(Saved data entries)
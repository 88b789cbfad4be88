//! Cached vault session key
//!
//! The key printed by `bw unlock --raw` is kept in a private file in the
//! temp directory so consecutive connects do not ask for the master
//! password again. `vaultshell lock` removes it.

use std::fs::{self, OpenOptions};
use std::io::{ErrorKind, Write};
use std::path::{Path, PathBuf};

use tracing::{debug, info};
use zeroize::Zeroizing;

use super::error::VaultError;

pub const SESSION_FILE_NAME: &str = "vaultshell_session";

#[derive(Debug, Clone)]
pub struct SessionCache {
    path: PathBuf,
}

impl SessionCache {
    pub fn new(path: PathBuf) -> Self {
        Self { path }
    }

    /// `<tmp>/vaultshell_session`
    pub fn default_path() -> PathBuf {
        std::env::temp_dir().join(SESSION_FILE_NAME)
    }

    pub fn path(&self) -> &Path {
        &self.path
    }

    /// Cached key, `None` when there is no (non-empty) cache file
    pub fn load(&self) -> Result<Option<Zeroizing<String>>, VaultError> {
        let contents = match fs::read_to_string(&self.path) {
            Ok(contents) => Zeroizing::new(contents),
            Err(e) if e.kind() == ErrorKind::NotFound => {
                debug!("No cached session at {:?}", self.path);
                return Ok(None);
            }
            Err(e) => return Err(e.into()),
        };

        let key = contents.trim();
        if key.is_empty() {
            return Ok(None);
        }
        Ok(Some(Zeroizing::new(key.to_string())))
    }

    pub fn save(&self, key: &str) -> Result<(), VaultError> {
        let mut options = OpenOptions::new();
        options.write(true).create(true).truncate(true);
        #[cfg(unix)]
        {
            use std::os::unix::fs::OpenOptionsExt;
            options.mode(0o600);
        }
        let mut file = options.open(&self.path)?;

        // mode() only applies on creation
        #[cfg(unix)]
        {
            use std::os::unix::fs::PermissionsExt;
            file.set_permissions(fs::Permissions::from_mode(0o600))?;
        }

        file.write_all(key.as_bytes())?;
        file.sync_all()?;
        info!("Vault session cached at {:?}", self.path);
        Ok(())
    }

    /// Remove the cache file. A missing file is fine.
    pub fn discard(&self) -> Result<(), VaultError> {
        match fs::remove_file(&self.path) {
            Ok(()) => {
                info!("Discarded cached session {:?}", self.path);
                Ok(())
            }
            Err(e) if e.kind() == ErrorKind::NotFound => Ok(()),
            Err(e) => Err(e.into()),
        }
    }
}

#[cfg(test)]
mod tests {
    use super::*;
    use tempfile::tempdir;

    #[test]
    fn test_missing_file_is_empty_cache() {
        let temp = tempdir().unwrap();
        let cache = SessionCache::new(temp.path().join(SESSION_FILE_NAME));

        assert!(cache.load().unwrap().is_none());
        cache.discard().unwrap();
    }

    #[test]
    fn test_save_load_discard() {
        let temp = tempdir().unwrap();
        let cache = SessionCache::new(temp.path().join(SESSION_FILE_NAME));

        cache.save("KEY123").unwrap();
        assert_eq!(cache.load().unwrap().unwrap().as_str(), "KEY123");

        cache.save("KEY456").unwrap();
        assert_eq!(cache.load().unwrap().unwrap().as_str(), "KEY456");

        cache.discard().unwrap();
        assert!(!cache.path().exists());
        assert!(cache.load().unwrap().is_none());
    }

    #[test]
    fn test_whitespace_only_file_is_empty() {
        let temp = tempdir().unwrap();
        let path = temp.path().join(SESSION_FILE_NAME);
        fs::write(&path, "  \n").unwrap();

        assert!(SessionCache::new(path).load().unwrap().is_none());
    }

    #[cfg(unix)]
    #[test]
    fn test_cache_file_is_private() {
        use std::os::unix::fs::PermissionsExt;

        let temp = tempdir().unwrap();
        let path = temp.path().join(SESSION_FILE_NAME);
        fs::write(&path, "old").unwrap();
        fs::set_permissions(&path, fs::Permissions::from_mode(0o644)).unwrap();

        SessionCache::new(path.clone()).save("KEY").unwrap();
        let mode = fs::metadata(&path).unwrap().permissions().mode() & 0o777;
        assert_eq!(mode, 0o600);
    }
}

Exercise directions ->
Out of the entries, report each line that contains the word "unix".

Output ->
        #[cfg(unix)]
            use std::os::unix::fs::OpenOptionsExt;
        #[cfg(unix)]
            use std::os::unix::fs::PermissionsExt;
    #[cfg(unix)]
        use std::os::unix::fs::PermissionsExt;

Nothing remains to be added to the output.